Fingerprinting Software-defined Networks

Software-defined networking (SDN) eases network management by centralizing the control plane and separating it from the data plane. The separation of planes in SDN, however, introduces new vulnerabilities in SDN networks since the difference in processing packets at each plane allows an adversary to fingerprint the network's packet-forwarding logic. In this paper, we study the feasibility of fingerprinting the controller-switch interactions by a remote adversary, whose aim is to acquire knowledge about specific flow rules that are installed at the switches. This knowledge empowers the adversary with a better understanding of the network's packet-forwarding logic and exposes the network to a number of threats. In our study, we collect measurements from hosts located across the globe using a realistic SDN network comprising of OpenFlow hardware and software switches. We show that, by leveraging information from the RTT and packet-pair dispersion of the exchanged packets, fingerprinting attacks on SDN networks succeed with overwhelming probability.

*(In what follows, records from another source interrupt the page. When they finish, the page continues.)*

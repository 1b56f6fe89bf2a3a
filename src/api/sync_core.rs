use std::sync::Arc;

use tracing::info;

use super::accounts::AccountRegistry;
use crate::change_bus::{ChangeBus, ChangeEvent, ChangeKind, SubscriptionId};
use crate::db::Database;
use crate::error::{SyncError, SyncResult};
use crate::layout::{LayoutPreference, LayoutStore, LAYOUT_VIEW_FAVORITE};
use crate::logging;
use crate::metadata::{MetadataPredicate, MetadataRecord, MetadataStatus, MetadataStore};
use crate::reconciler::{FavoritesFetcher, ReconcileSummary, Reconciler, RemoteListingFetcher};
use crate::search::{SearchSession, UnifiedSearchProvider};
use crate::settings::SyncConfig;
use crate::transfer::{TransferProgress, TransferTracker};

/// 同步核心依赖的外部网络协作者。
#[derive(Clone)]
pub struct SyncCollaborators {
    pub listing: Arc<dyn RemoteListingFetcher>,
    pub favorites: Arc<dyn FavoritesFetcher>,
    pub search: Arc<dyn UnifiedSearchProvider>,
}

/// 面向界面层的上下文对象：持有存储、事件总线、对账器、搜索会话与传输进度。
/// 每个实例彼此独立，不依赖任何进程级单例。
#[flutter_rust_bridge::frb(opaque)]
pub struct SyncCore {
    store: Arc<MetadataStore>,
    layouts: LayoutStore,
    accounts: AccountRegistry,
    bus: ChangeBus,
    transfers: TransferTracker,
    reconciler: Reconciler,
    search: SearchSession,
}

impl SyncCore {
    /// 打开磁盘数据库并安装日志。
    pub fn open(config: &SyncConfig, collaborators: SyncCollaborators) -> SyncResult<Self> {
        logging::init(&config.log_filter);
        let database = Database::open(&config.database_path).map_err(SyncError::Storage)?;
        info!(path = ?config.database_path, "sync core opened");
        Self::with_database(Arc::new(database), collaborators)
    }

    /// 仅存在于内存中的实例，进程结束即丢弃。
    pub fn in_memory(collaborators: SyncCollaborators) -> SyncResult<Self> {
        let database = Database::open_in_memory().map_err(SyncError::Storage)?;
        Self::with_database(Arc::new(database), collaborators)
    }

    fn with_database(database: Arc<Database>, collaborators: SyncCollaborators) -> SyncResult<Self> {
        let store = Arc::new(MetadataStore::new(database.clone())?);
        let bus = ChangeBus::new();
        let transfers = TransferTracker::new();
        transfers.observe(&bus);
        let reconciler = Reconciler::new(
            store.clone(),
            bus.clone(),
            collaborators.listing,
            collaborators.favorites,
        );
        let search = SearchSession::new(store.clone(), collaborators.search);
        Ok(Self {
            layouts: LayoutStore::new(database.clone()),
            accounts: AccountRegistry::new(database),
            store,
            bus,
            transfers,
            reconciler,
            search,
        })
    }

    pub fn on_change<F>(&self, handler: F) -> SubscriptionId
    where
        F: Fn(&[ChangeEvent]) -> Result<(), String> + Send + Sync + 'static,
    {
        self.bus.subscribe(handler)
    }

    pub fn remove_observer(&self, id: SubscriptionId) -> bool {
        self.bus.unsubscribe(id)
    }

    /// 阻塞直到已发布的事件全部送达观察者。
    pub fn flush_events(&self) {
        self.bus.flush();
    }

    /// 只读快照。
    pub fn current_records(&self, predicate: &MetadataPredicate) -> SyncResult<Vec<MetadataRecord>> {
        self.store.query(predicate)
    }

    /// 按视图保存的布局排序返回记录；收藏视图忽略目录，列出账号下全部收藏。
    pub fn records_for_view(
        &self,
        account: &str,
        key: &str,
        server_url: &str,
    ) -> SyncResult<Vec<MetadataRecord>> {
        let layout = self.layouts.layout_for_view(account, key, server_url)?;
        let predicate = if key == LAYOUT_VIEW_FAVORITE {
            MetadataPredicate::account(account).favorites()
        } else {
            MetadataPredicate::account(account).in_directory(server_url)
        };
        self.store.query(&predicate.ordered_by(layout.order()))
    }

    pub fn progress(&self, oc_id: &str) -> Option<TransferProgress> {
        self.transfers.progress(oc_id)
    }

    pub fn transfers(&self) -> &TransferTracker {
        &self.transfers
    }

    pub fn refresh(&self, account: &str, server_url: &str) -> SyncResult<ReconcileSummary> {
        self.reconciler.refresh(account, server_url)
    }

    pub fn refresh_favorites(&self, account: &str) -> SyncResult<ReconcileSummary> {
        self.reconciler.refresh_favorites(account)
    }

    pub fn search_session(&self) -> &SearchSession {
        &self.search
    }

    pub fn layout_for_view(
        &self,
        account: &str,
        key: &str,
        server_url: &str,
    ) -> SyncResult<LayoutPreference> {
        self.layouts.layout_for_view(account, key, server_url)
    }

    pub fn set_layout_for_view(&self, layout: &LayoutPreference) -> SyncResult<()> {
        self.layouts.set_layout_for_view(layout)
    }

    pub fn accounts(&self) -> &AccountRegistry {
        &self.accounts
    }

    pub fn store(&self) -> &Arc<MetadataStore> {
        &self.store
    }

    /// 传输协作者报告生命周期变化：更新记录的传输状态并发布对应事件。
    /// 终态事件经由 ChangeBus 让进度表清理条目。
    pub fn record_transfer_event(
        &self,
        kind: ChangeKind,
        account: &str,
        oc_id: &str,
        oc_id_transfer: Option<&str>,
    ) -> SyncResult<()> {
        let status = status_after(&kind).ok_or_else(|| {
            SyncError::InvalidQuery(format!("{kind:?} is not a transfer event"))
        })?;
        let record = self
            .store
            .get(account, oc_id)?
            .filter(|record| !record.deleted)
            .ok_or_else(|| SyncError::InvalidQuery(format!("unknown record {oc_id:?}")))?;
        let event =
            ChangeEvent::transfer(kind, account, &record.server_url, oc_id, oc_id_transfer)?;
        self.store.set_status(account, oc_id, status)?;
        self.bus.publish(vec![event]);
        Ok(())
    }
}

fn status_after(kind: &ChangeKind) -> Option<MetadataStatus> {
    match kind {
        ChangeKind::DownloadStarted => Some(MetadataStatus::Downloading),
        ChangeKind::UploadStarted => Some(MetadataStatus::Uploading),
        ChangeKind::DownloadFinished
        | ChangeKind::DownloadCancelled
        | ChangeKind::UploadFinished
        | ChangeKind::UploadCancelled => Some(MetadataStatus::Normal),
        _ => None,
    }
}
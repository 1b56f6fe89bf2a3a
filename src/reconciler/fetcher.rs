use crate::metadata::RemoteFileEntry;

/// 目录列表请求的附加选项。
#[derive(Clone, Debug, Default, PartialEq, Eq)]
pub struct ListingOptions {
    pub show_hidden_files: bool,
}

/// 拉取某个目录下的远端列表。错误以字符串返回，由调用方统一包装成 `FetchFailed`，
/// 这样替换传输实现时错误分类保持不变。
pub trait RemoteListingFetcher: Send + Sync {
    fn fetch(
        &self,
        server_url: &str,
        account: &str,
        options: &ListingOptions,
    ) -> Result<Vec<RemoteFileEntry>, String>;
}

/// 拉取账号下全部收藏条目。
pub trait FavoritesFetcher: Send + Sync {
    fn fetch_favorites(
        &self,
        account: &str,
        show_hidden_files: bool,
    ) -> Result<Vec<RemoteFileEntry>, String>;
}
pub mod core;
pub mod fetcher;

pub use self::core::{ReconcileMode, ReconcileSummary, Reconciler};
pub use fetcher::{FavoritesFetcher, ListingOptions, RemoteListingFetcher};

We also show that these attacks are not restricted to active adversaries, but can be equally mounted by passive adversaries that only monitor traffic exchanged with the SDN network. Finally, we discuss the implications of these attacks on the security of SDN networks, and we present and evaluate an efficient countermeasure to strengthen SDN networks against fingerprinting. Our results demonstrate the effectiveness of our countermeasure in deterring fingerprinting attacks on SDN networks.